The researcher observed 50 participants' peak hip and knee mean angles for the SLL task,
resulting in 24% peak hip and knee means being grouped and 28% knee and ankle angles being grouped. In the running task in the early phase, the
proximal peak mean angles of hip adduction and knee valgus correlations indicate a weak
negative correlation (r=-0.43) with a significant difference (p=0.002). Distal peak mean
angles ankle eversion and knee valgus correlations indicate no correlation (r=.006) and
significance (p=0.02). Furthermore, the angles defined ≥6 to ≤7.9 with a peak mean angle
knee valgus were 7.2° ± 0.8, hip adduction was 11.4° ± 5.0, and ankle eversion was 6.1° ±
4.4. Hip adduction and knee valgus kinematics indicated a strong negative correlation
(r=-0.98) and significance (p=0.02). The research in distal kinematics observed no
relationships. Fifteen participants with peak angles more significant than 8° Hip adduction
and knee valgus indicated a moderate negative correlation (r=-0.74) and a significance
(p=0.002). No significance was found in ank;e kinematics. The Middel stance identified
only hip adduction and knee valgus correlations, indicating a weak negative correlation
(r=-0.32) with a significance (p=0.02) only. The late phase of Proximal peak mean angles
of hip adduction and knee valgus correlations indicate a weak negative correlation
(r=-0.26) with a significant difference (p=0.07) only. From a proximal perspective, hip
kinematics identifies a negative moderate correlation (r=-0.41) and a significant difference
(p=0.00) predictor for knee kinematics in the Run task only.

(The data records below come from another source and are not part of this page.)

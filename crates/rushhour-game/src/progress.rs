use std::{collections::BTreeMap, time::Duration};

use serde::{Deserialize, Serialize};

/// Best results for one level.
#[derive(Debug, Clone, Copy, PartialEq, Eq, Serialize, Deserialize)]
#[serde(rename_all = "camelCase")]
pub struct LevelRecord {
    /// Fewest forward moves in a completed run.
    pub best_moves: u32,
    /// Shortest completed run.
    pub best_time: Duration,
}

/// Completed levels and their best results, keyed by level id.
///
/// Records only ever improve: each field is replaced only by a strictly better
/// value, independently of the other.
#[derive(Debug, Clone, Default, PartialEq, Eq, Serialize, Deserialize)]
#[serde(transparent)]
pub struct Progress {
    records: BTreeMap<u32, LevelRecord>,
}

impl Progress {
    /// Creates an empty progress store.
    #[must_use]
    pub fn new() -> Self {
        Self::default()
    }

    /// Returns the best results for a level, if it was ever completed.
    #[must_use]
    pub fn record(&self, level: u32) -> Option<&LevelRecord> {
        self.records.get(&level)
    }

    /// Returns `true` if the level was completed at least once.
    #[must_use]
    pub fn is_completed(&self, level: u32) -> bool {
        self.records.contains_key(&level)
    }

    /// Returns the number of completed levels.
    #[must_use]
    pub fn completed_count(&self) -> usize {
        self.records.len()
    }

    /// Records a completed run and returns `true` if anything improved.
    ///
    /// The first completion of a level is always recorded.
    pub fn record_completion(&mut self, level: u32, moves: u32, time: Duration) -> bool {
        let Some(record) = self.records.get_mut(&level) else {
            self.records.insert(
                level,
                LevelRecord {
                    best_moves: moves,
                    best_time: time,
                },
            );
            return true;
        };

        let mut improved = false;
        if moves < record.best_moves {
            record.best_moves = moves;
            improved = true;
        }
        if time < record.best_time {
            record.best_time = time;
            improved = true;
        }
        improved
    }
}
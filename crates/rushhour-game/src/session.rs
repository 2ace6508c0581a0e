use std::time::Duration;

use rushhour_core::{Direction, LevelPack};

use crate::{Game, GameError, GameState, MoveOutcome, MoveRecord, Progress};

/// Everything a player front end needs between launches: the level pack, the
/// progress store, and the level currently being played.
///
/// The session is created once at startup and owns its state explicitly;
/// persisting [`Progress`] (and [`Game::snapshot`]) is up to the caller.
#[derive(Debug, Clone)]
pub struct Session {
    pack: LevelPack,
    progress: Progress,
    current_index: usize,
    game: Option<Game>,
}

impl Session {
    /// Creates a session with no level loaded yet.
    #[must_use]
    pub fn new(pack: LevelPack, progress: Progress) -> Self {
        Self {
            pack,
            progress,
            current_index: 0,
            game: None,
        }
    }

    /// Returns the level pack.
    #[must_use]
    pub fn pack(&self) -> &LevelPack {
        &self.pack
    }

    /// Returns the progress store.
    #[must_use]
    pub fn progress(&self) -> &Progress {
        &self.progress
    }

    /// Consumes the session and returns the progress store for saving.
    #[must_use]
    pub fn into_progress(self) -> Progress {
        self.progress
    }

    /// Returns the index of the current (or last requested) level.
    #[must_use]
    pub fn current_index(&self) -> usize {
        self.current_index
    }

    /// Returns the game in progress.
    #[must_use]
    pub fn game(&self) -> Option<&Game> {
        self.game.as_ref()
    }

    /// Returns the phase of the current game, [`GameState::Loading`] if none.
    #[must_use]
    pub fn state(&self) -> GameState {
        self.game.as_ref().map_or(GameState::Loading, Game::state)
    }

    /// Loads the level at `index` in the pack and starts it.
    ///
    /// # Errors
    ///
    /// Returns [`GameError::UnknownLevel`] if the index is past the end, or
    /// [`GameError::Level`] if the level data is invalid. The previous game is
    /// kept in either case.
    pub fn start_level(&mut self, index: usize) -> Result<&Game, GameError> {
        let level = self
            .pack
            .levels
            .get(index)
            .ok_or(GameError::UnknownLevel { index })?;
        let game = Game::new(level.clone())?;
        self.current_index = index;
        Ok(self.game.insert(game))
    }

    /// Starts the level after the current one.
    ///
    /// # Errors
    ///
    /// Same as [`start_level`](Self::start_level).
    pub fn next_level(&mut self) -> Result<&Game, GameError> {
        let index = if self.game.is_some() {
            self.current_index + 1
        } else {
            self.current_index
        };
        self.start_level(index)
    }

    /// Restarts the current level.
    ///
    /// # Errors
    ///
    /// Returns [`GameError::NoActiveGame`] if no level was started.
    pub fn restart(&mut self) -> Result<(), GameError> {
        self.game_mut()?.reset();
        Ok(())
    }

    /// Moves a vehicle in the current game.
    ///
    /// A winning move is recorded in the progress store.
    ///
    /// # Errors
    ///
    /// Returns [`GameError::NoActiveGame`] if no level was started, otherwise
    /// whatever [`Game::move_vehicle`] reports.
    pub fn move_vehicle(
        &mut self,
        id: &str,
        direction: Direction,
        distance: u8,
    ) -> Result<MoveOutcome, GameError> {
        let game = self.game.as_mut().ok_or(GameError::NoActiveGame)?;
        let outcome = game.move_vehicle(id, direction, distance)?;
        if outcome.solved {
            let level = game.level().id;
            if self
                .progress
                .record_completion(level, game.move_count(), game.elapsed())
            {
                log::info!("new best result for level {level}");
            }
        }
        Ok(outcome)
    }

    /// Undoes the last move of the current game, if any.
    pub fn undo(&mut self) -> Option<MoveRecord> {
        self.game.as_mut()?.undo()
    }

    /// Advances the current game's timer.
    pub fn tick(&mut self, delta: Duration) {
        if let Some(game) = &mut self.game {
            game.tick(delta);
        }
    }

    fn game_mut(&mut self) -> Result<&mut Game, GameError> {
        self.game.as_mut().ok_or(GameError::NoActiveGame)
    }
}

#[cfg(test)]
mod tests {
    use super::*;

    const PACK: &str = r#"{
        "levels": [
            {"id": 1, "vehicles": [
                {"id": "target", "orientation": "horizontal", "length": 2,
                 "position": {"row": 2, "col": 2}, "isPlayer": true}
            ]},
            {"id": 2, "vehicles": [
                {"id": "target", "orientation": "horizontal", "length": 2,
                 "position": {"row": 2, "col": 0}, "isPlayer": true},
                {"id": "car1", "orientation": "vertical", "length": 2,
                 "position": {"row": 1, "col": 4}}
            ]}
        ]
    }"#;

    fn session() -> Session {
        Session::new(LevelPack::from_json_str(PACK).unwrap(), Progress::new())
    }

    #[test]
    fn test_loading_until_started() {
        let mut session = session();
        assert_eq!(session.state(), GameState::Loading);
        assert!(session.undo().is_none());
        assert!(matches!(
            session.move_vehicle("target", Direction::Right, 1),
            Err(GameError::NoActiveGame)
        ));
        assert!(matches!(session.restart(), Err(GameError::NoActiveGame)));

        session.next_level().unwrap();
        assert_eq!(session.current_index(), 0);
        assert_eq!(session.state(), GameState::Playing);
    }

    #[test]
    fn test_win_records_progress() {
        let mut session = session();
        session.start_level(0).unwrap();
        session.tick(Duration::from_secs(4));
        session.move_vehicle("target", Direction::Right, 1).unwrap();
        let outcome = session.move_vehicle("target", Direction::Right, 1).unwrap();
        assert!(outcome.solved);
        assert_eq!(session.state(), GameState::Won);

        let record = session.progress().record(1).unwrap();
        assert_eq!(record.best_moves, 2);
        assert_eq!(record.best_time, Duration::from_secs(4));

        session.restart().unwrap();
        session.move_vehicle("target", Direction::Right, 2).unwrap();
        assert_eq!(session.progress().record(1).unwrap().best_moves, 1);
    }

    #[test]
    fn test_next_level_and_bounds() {
        let mut session = session();
        session.start_level(0).unwrap();
        let game = session.next_level().unwrap();
        assert_eq!(game.level().id, 2);
        assert!(matches!(
            session.next_level(),
            Err(GameError::UnknownLevel { index: 2 })
        ));
        // The game in progress survives the failed switch.
        assert_eq!(session.game().unwrap().level().id, 2);
        assert_eq!(session.current_index(), 1);
    }
}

Conclusion: Peak hip angles significantly influence peak mean knee angles in both run
and SLL tasks in early to midstance. The findings suggest that the cohort of asymptomatic
participants' lower limb frontal plane kinematics in athletic tasks differ. The novel approach
to subgroup clustering of the individual's peak proximal and knee kinematics and distal
kinematic and knee kinematics data may identify individuals with a greater risk of
knee injury such as ACL or PFP.

Interpretations: The clinical identification of individual risk factors contributing to knee
injuries is warranted. The clustering of biomechanical data during loading in tasks linked
to injuries such as ACL injuries and PFP contribute to the evidence of the multifaceted
risk. The novel approach of identifying individual kinematics driven from the proximal
perspective or individual kinematics driven from the distal loading perspective needs
further investigation. This novel approach may enable the clinician to target treatment
programs for the segments influencing their detrimental knee valgus.